INFORMATION SHOWN START

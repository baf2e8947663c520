//! End-to-end dispatch: validation short-circuits, completion strategies,
//! and result normalization.

use mockito::{Matcher, Server, ServerGuard};
use serde_json::{json, Value};
use std::sync::atomic::{AtomicUsize, Ordering};
use std::sync::Arc;
use std::time::Duration;
use synclub_mcp::{Dispatcher, Gateway, GatewayConfig, PollPolicy, PollSettings};

const QUERY_TASK_PATH: &str = "/pulsar/mcp/inner/comic/query_task";

fn args(pairs: &[(&str, Value)]) -> serde_json::Map<String, Value> {
    pairs
        .iter()
        .map(|(k, v)| (k.to_string(), v.clone()))
        .collect()
}

fn dispatcher_for(server: &ServerGuard) -> Dispatcher {
    let gateway = Arc::new(
        Gateway::new(GatewayConfig::new(Some("test-key".into()), server.url()))
            .expect("gateway construction"),
    );
    let fast = PollPolicy {
        max_attempts: 10,
        interval: Duration::from_millis(1),
    };
    Dispatcher::with_poll_settings(
        gateway,
        PollSettings {
            standard: fast,
            extended: fast,
        },
    )
}

#[tokio::test]
async fn unknown_tool_is_an_error_without_any_network_call() {
    let mut server = Server::new_async().await;
    let mock = server
        .mock("POST", Matcher::Any)
        .expect(0)
        .create_async()
        .await;

    let dispatcher = dispatcher_for(&server);
    let outcome = dispatcher.dispatch("gbu_no_such_tool", &args(&[])).await;

    assert!(outcome.is_error);
    assert!(outcome.text.contains("invocation failed"));
    assert!(outcome.text.contains("Unknown tool"));
    mock.assert_async().await;
}

#[tokio::test]
async fn missing_required_argument_is_an_error_without_any_network_call() {
    let mut server = Server::new_async().await;
    let mock = server
        .mock("POST", Matcher::Any)
        .expect(0)
        .create_async()
        .await;

    let dispatcher = dispatcher_for(&server);
    let outcome = dispatcher
        .dispatch(
            "gbu_edit_comic_story",
            &args(&[("input_story", json!("{\"title\":\"x\"}"))]),
        )
        .await;

    assert!(outcome.is_error);
    assert!(outcome.text.contains("missing required argument: edit_prompt"));
    mock.assert_async().await;
}

#[tokio::test]
async fn streaming_tool_aggregates_event_stream() {
    let mut server = Server::new_async().await;
    let body = concat!(
        "data: {\"data\":{\"content\":\"Once \"}}\n",
        "data: {\"data\":{\"content\":\"upon\"}}\n",
    );
    let mock = server
        .mock("POST", "/pulsar/mcp/inner/comic/generate_script")
        .match_body(Matcher::Json(json!({"topic_input": "pirates"})))
        .with_status(200)
        .with_body(body)
        .create_async()
        .await;

    let dispatcher = dispatcher_for(&server);
    let outcome = dispatcher
        .dispatch(
            "gbu_generate_comic_story",
            &args(&[("topic_input", json!("pirates"))]),
        )
        .await;

    assert!(!outcome.is_error, "got error: {}", outcome.text);
    assert_eq!(outcome.text, "Once upon");
    mock.assert_async().await;
}

#[tokio::test]
async fn flux_edit_polls_task_to_image_urls() {
    let mut server = Server::new_async().await;
    let edit_mock = server
        .mock("POST", "/pulsar/mcp/inner/comic/edit")
        .match_body(Matcher::Json(
            json!({"image_url": "https://img/in.png", "edit_prompt": "add a hat"}),
        ))
        .with_status(200)
        .with_body(
            json!({"base_resp": {"status_code": 0}, "data": {"task_id": "task-9"}}).to_string(),
        )
        .expect(1)
        .create_async()
        .await;

    let polls = Arc::new(AtomicUsize::new(0));
    let counter = polls.clone();
    let query_mock = server
        .mock("POST", QUERY_TASK_PATH)
        .with_status(200)
        .with_body_from_request(move |_| {
            let attempt = counter.fetch_add(1, Ordering::SeqCst) + 1;
            if attempt < 2 {
                json!({"errno": 2200, "err_msg": "pending"}).to_string().into_bytes()
            } else {
                json!({
                    "errno": 0,
                    "data": {"img_data": [{"images": [{"url": "final.png"}]}]}
                })
                .to_string()
                .into_bytes()
            }
        })
        .expect(2)
        .create_async()
        .await;

    let dispatcher = dispatcher_for(&server);
    let outcome = dispatcher
        .dispatch(
            "gbu_flux_edit_image",
            &args(&[
                ("image_url", json!("https://img/in.png")),
                ("image_prompt", json!("add a hat")),
            ]),
        )
        .await;

    assert!(!outcome.is_error, "got error: {}", outcome.text);
    assert_eq!(outcome.text, "final.png");
    edit_mock.assert_async().await;
    query_mock.assert_async().await;
}

#[tokio::test]
async fn immediate_image_data_skips_polling() {
    let mut server = Server::new_async().await;
    let _align_mock = server
        .mock("POST", "/pulsar/mcp/inner/comic/pose_straighten")
        .with_status(200)
        .with_body(
            json!({
                "base_resp": {"status_code": 0},
                "data": {"img_data": [{"images": [{"webp": "aligned.webp", "url": "aligned.png"}]}]}
            })
            .to_string(),
        )
        .create_async()
        .await;
    let query_mock = server
        .mock("POST", QUERY_TASK_PATH)
        .expect(0)
        .create_async()
        .await;

    let dispatcher = dispatcher_for(&server);
    let outcome = dispatcher
        .dispatch(
            "gbu_anime_pose_align",
            &args(&[("image_url", json!("https://img/raw.png"))]),
        )
        .await;

    assert!(!outcome.is_error, "got error: {}", outcome.text);
    // webp preferred over url.
    assert_eq!(outcome.text, "aligned.webp");
    query_mock.assert_async().await;
}

#[tokio::test]
async fn task_failure_surfaces_as_error_outcome() {
    let mut server = Server::new_async().await;
    let _role_mock = server
        .mock("POST", "/pulsar/mcp/inner/comic/generate_role")
        .with_status(200)
        .with_body(
            json!({"base_resp": {"status_code": 0}, "data": {"task_id": "task-3"}}).to_string(),
        )
        .create_async()
        .await;
    let _query_mock = server
        .mock("POST", QUERY_TASK_PATH)
        .with_status(200)
        .with_body(json!({"errno": 500, "err_msg": "render crashed"}).to_string())
        .expect(1)
        .create_async()
        .await;

    let dispatcher = dispatcher_for(&server);
    let outcome = dispatcher
        .dispatch(
            "gbu_ugc_tti",
            &args(&[
                ("prompt", json!("a knight")),
                ("gender", json!(1)),
                ("model_style", json!("anime")),
            ]),
        )
        .await;

    assert!(outcome.is_error);
    assert!(outcome.text.contains("render crashed"));
}

#[tokio::test]
async fn response_without_result_or_task_id_falls_back_to_raw_json() {
    let mut server = Server::new_async().await;
    let _mock = server
        .mock("POST", "/pulsar/mcp/inner/comic/pose_straighten")
        .with_status(200)
        .with_body(json!({"base_resp": {"status_code": 0}, "data": {}}).to_string())
        .create_async()
        .await;

    let dispatcher = dispatcher_for(&server);
    let outcome = dispatcher
        .dispatch(
            "gbu_anime_pose_align",
            &args(&[("image_url", json!("https://img/raw.png"))]),
        )
        .await;

    assert!(!outcome.is_error);
    let parsed: Value = serde_json::from_str(&outcome.text).expect("raw JSON fallback");
    assert_eq!(parsed.pointer("/base_resp/status_code"), Some(&json!(0)));
}

#[tokio::test]
async fn backend_auth_failure_becomes_error_outcome() {
    let mut server = Server::new_async().await;
    let _mock = server
        .mock("POST", "/pulsar/mcp/inner/comic/generate_role")
        .with_status(200)
        .with_body(
            json!({"base_resp": {"status_code": 1004, "status_msg": "bad key"}}).to_string(),
        )
        .create_async()
        .await;

    let dispatcher = dispatcher_for(&server);
    let outcome = dispatcher
        .dispatch(
            "gbu_ugc_tti",
            &args(&[
                ("prompt", json!("a knight")),
                ("gender", json!(1)),
                ("model_style", json!("anime")),
            ]),
        )
        .await;

    assert!(outcome.is_error);
    assert!(outcome.text.contains("bad key"));
}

INFORMATION SHOWN END

Recreate the listing word for word, omitting nothing.

> [EXERCISE ANSWER]
repository baf2e8947663c520
//! End-to-end dispatch: validation short-circuits, completion strategies,
//! and result normalization.

use mockito::{Matcher, Server, ServerGuard};
use serde_json::{json, Value};
use std::sync::atomic::{AtomicUsize, Ordering};
use std::sync::Arc;
use std::time::Duration;
use synclub_mcp::{Dispatcher, Gateway, GatewayConfig, PollPolicy, PollSettings};

const QUERY_TASK_PATH: &str = "/pulsar/mcp/inner/comic/query_task";

fn args(pairs: &[(&str, Value)]) -> serde_json::Map<String, Value> {
    pairs
        .iter()
        .map(|(k, v)| (k.to_string(), v.clone()))
        .collect()
}

fn dispatcher_for(server: &ServerGuard) -> Dispatcher {
    let gateway = Arc::new(
        Gateway::new(GatewayConfig::new(Some("test-key".into()), server.url()))
            .expect("gateway construction"),
    );
    let fast = PollPolicy {
        max_attempts: 10,
        interval: Duration::from_millis(1),
    };
    Dispatcher::with_poll_settings(
        gateway,
        PollSettings {
            standard: fast,
            extended: fast,
        },
    )
}

#[tokio::test]
async fn unknown_tool_is_an_error_without_any_network_call() {
    let mut server = Server::new_async().await;
    let mock = server
        .mock("POST", Matcher::Any)
        .expect(0)
        .create_async()
        .await;

    let dispatcher = dispatcher_for(&server);
    let outcome = dispatcher.dispatch("gbu_no_such_tool", &args(&[])).await;

    assert!(outcome.is_error);
    assert!(outcome.text.contains("invocation failed"));
    assert!(outcome.text.contains("Unknown tool"));
    mock.assert_async().await;
}

#[tokio::test]
async fn missing_required_argument_is_an_error_without_any_network_call() {
    let mut server = Server::new_async().await;
    let mock = server
        .mock("POST", Matcher::Any)
        .expect(0)
        .create_async()
        .await;

    let dispatcher = dispatcher_for(&server);
    let outcome = dispatcher
        .dispatch(
            "gbu_edit_comic_story",
            &args(&[("input_story", json!("{\"title\":\"x\"}"))]),
        )
        .await;

    assert!(outcome.is_error);
    assert!(outcome.text.contains("missing required argument: edit_prompt"));
    mock.assert_async().await;
}

#[tokio::test]
async fn streaming_tool_aggregates_event_stream() {
    let mut server = Server::new_async().await;
    let body = concat!(
        "data: {\"data\":{\"content\":\"Once \"}}\n",
        "data: {\"data\":{\"content\":\"upon\"}}\n",
    );
    let mock = server
        .mock("POST", "/pulsar/mcp/inner/comic/generate_script")
        .match_body(Matcher::Json(json!({"topic_input": "pirates"})))
        .with_status(200)
        .with_body(body)
        .create_async()
        .await;

    let dispatcher = dispatcher_for(&server);
    let outcome = dispatcher
        .dispatch(
            "gbu_generate_comic_story",
            &args(&[("topic_input", json!("pirates"))]),
        )
        .await;

    assert!(!outcome.is_error, "got error: {}", outcome.text);
    assert_eq!(outcome.text, "Once upon");
    mock.assert_async().await;
}

#[tokio::test]
async fn flux_edit_polls_task_to_image_urls() {
    let mut server = Server::new_async().await;
    let edit_mock = server
        .mock("POST", "/pulsar/mcp/inner/comic/edit")
        .match_body(Matcher::Json(
            json!({"image_url": "https://img/in.png", "edit_prompt": "add a hat"}),
        ))
        .with_status(200)
        .with_body(
            json!({"base_resp": {"status_code": 0}, "data": {"task_id": "task-9"}}).to_string(),
        )
        .expect(1)
        .create_async()
        .await;

    let polls = Arc::new(AtomicUsize::new(0));
    let counter = polls.clone();
    let query_mock = server
        .mock("POST", QUERY_TASK_PATH)
        .with_status(200)
        .with_body_from_request(move |_| {
            let attempt = counter.fetch_add(1, Ordering::SeqCst) + 1;
            if attempt < 2 {
                json!({"errno": 2200, "err_msg": "pending"}).to_string().into_bytes()
            } else {
                json!({
                    "errno": 0,
                    "data": {"img_data": [{"images": [{"url": "final.png"}]}]}
                })
                .to_string()
                .into_bytes()
            }
        })
        .expect(2)
        .create_async()
        .await;

    let dispatcher = dispatcher_for(&server);
    let outcome = dispatcher
        .dispatch(
            "gbu_flux_edit_image",
            &args(&[
                ("image_url", json!("https://img/in.png")),
                ("image_prompt", json!("add a hat")),
            ]),
        )
        .await;

    assert!(!outcome.is_error, "got error: {}", outcome.text);
    assert_eq!(outcome.text, "final.png");
    edit_mock.assert_async().await;
    query_mock.assert_async().await;
}

#[tokio::test]
async fn immediate_image_data_skips_polling() {
    let mut server = Server::new_async().await;
    let _align_mock = server
        .mock("POST", "/pulsar/mcp/inner/comic/pose_straighten")
        .with_status(200)
        .with_body(
            json!({
                "base_resp": {"status_code": 0},
                "data": {"img_data": [{"images": [{"webp": "aligned.webp", "url": "aligned.png"}]}]}
            })
            .to_string(),
        )
        .create_async()
        .await;
    let query_mock = server
        .mock("POST", QUERY_TASK_PATH)
        .expect(0)
        .create_async()
        .await;

    let dispatcher = dispatcher_for(&server);
    let outcome = dispatcher
        .dispatch(
            "gbu_anime_pose_align",
            &args(&[("image_url", json!("https://img/raw.png"))]),
        )
        .await;

    assert!(!outcome.is_error, "got error: {}", outcome.text);
    // webp preferred over url.
    assert_eq!(outcome.text, "aligned.webp");
    query_mock.assert_async().await;
}

#[tokio::test]
async fn task_failure_surfaces_as_error_outcome() {
    let mut server = Server::new_async().await;
    let _role_mock = server
        .mock("POST", "/pulsar/mcp/inner/comic/generate_role")
        .with_status(200)
        .with_body(
            json!({"base_resp": {"status_code": 0}, "data": {"task_id": "task-3"}}).to_string(),
        )
        .create_async()
        .await;
    let _query_mock = server
        .mock("POST", QUERY_TASK_PATH)
        .with_status(200)
        .with_body(json!({"errno": 500, "err_msg": "render crashed"}).to_string())
        .expect(1)
        .create_async()
        .await;

    let dispatcher = dispatcher_for(&server);
    let outcome = dispatcher
        .dispatch(
            "gbu_ugc_tti",
            &args(&[
                ("prompt", json!("a knight")),
                ("gender", json!(1)),
                ("model_style", json!("anime")),
            ]),
        )
        .await;

    assert!(outcome.is_error);
    assert!(outcome.text.contains("render crashed"));
}

#[tokio::test]
async fn response_without_result_or_task_id_falls_back_to_raw_json() {
    let mut server = Server::new_async().await;
    let _mock = server
        .mock("POST", "/pulsar/mcp/inner/comic/pose_straighten")
        .with_status(200)
        .with_body(json!({"base_resp": {"status_code": 0}, "data": {}}).to_string())
        .create_async()
        .await;

    let dispatcher = dispatcher_for(&server);
    let outcome = dispatcher
        .dispatch(
            "gbu_anime_pose_align",
            &args(&[("image_url", json!("https://img/raw.png"))]),
        )
        .await;

    assert!(!outcome.is_error);
    let parsed: Value = serde_json::from_str(&outcome.text).expect("raw JSON fallback");
    assert_eq!(parsed.pointer("/base_resp/status_code"), Some(&json!(0)));
}

#[tokio::test]
async fn backend_auth_failure_becomes_error_outcome() {
    let mut server = Server::new_async().await;
    let _mock = server
        .mock("POST", "/pulsar/mcp/inner/comic/generate_role")
        .with_status(200)
        .with_body(
            json!({"base_resp": {"status_code": 1004, "status_msg": "bad key"}}).to_string(),
        )
        .create_async()
        .await;

    let dispatcher = dispatcher_for(&server);
    let outcome = dispatcher
        .dispatch(
            "gbu_ugc_tti",
            &args(&[
                ("prompt", json!("a knight")),
                ("gender", json!(1)),
                ("model_style", json!("anime")),
            ]),
        )
        .await;

    assert!(outcome.is_error);
    assert!(outcome.text.contains("bad key"));
}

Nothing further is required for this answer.